ACTIVITY
The answer must be every record below, reproduced exactly.

DATA SHOWN
▬▬▬▬▬▬▬▬▬▬

//! Value error types.

use thiserror::Error;

/// Errors from value narrowing, mutation, and the binary codec.
#[derive(Debug, Error)]
pub enum ValueError {
    #[error("type mismatch: expected {expected}, got {actual}")]
    TypeMismatch {
        expected: &'static str,
        actual: &'static str,
    },

    #[error("access violation: '{target}' is {access}")]
    AccessViolation {
        target: String,
        access: &'static str,
    },

    #[error("cyclic value cannot be encoded")]
    CyclicValue,

    #[error("unknown value tag: {0:#04x}")]
    UnknownTag(u8),

    #[error("unexpected end of value stream")]
    UnexpectedEof,

    #[error("invalid UTF-8 in string payload: {0}")]
    InvalidUtf8(#[from] std::str::Utf8Error),

    #[error("timestamp out of range: {0}")]
    InvalidTimestamp(i64),

    #[error("invalid UTC offset: {0} seconds")]
    InvalidOffset(i32),
}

▬▬▬▬▬▬▬▬▬▬

ANSWER TO THE EXERCISE
//! Value error types.

use thiserror::Error;

/// Errors from value narrowing, mutation, and the binary codec.
#[derive(Debug, Error)]
pub enum ValueError {
    #[error("type mismatch: expected {expected}, got {actual}")]
    TypeMismatch {
        expected: &'static str,
        actual: &'static str,
    },

    #[error("access violation: '{target}' is {access}")]
    AccessViolation {
        target: String,
        access: &'static str,
    },

    #[error("cyclic value cannot be encoded")]
    CyclicValue,

    #[error("unknown value tag: {0:#04x}")]
    UnknownTag(u8),

    #[error("unexpected end of value stream")]
    UnexpectedEof,

    #[error("invalid UTF-8 in string payload: {0}")]
    InvalidUtf8(#[from] std::str::Utf8Error),

    #[error("timestamp out of range: {0}")]
    InvalidTimestamp(i64),

    #[error("invalid UTC offset: {0} seconds")]
    InvalidOffset(i32),
}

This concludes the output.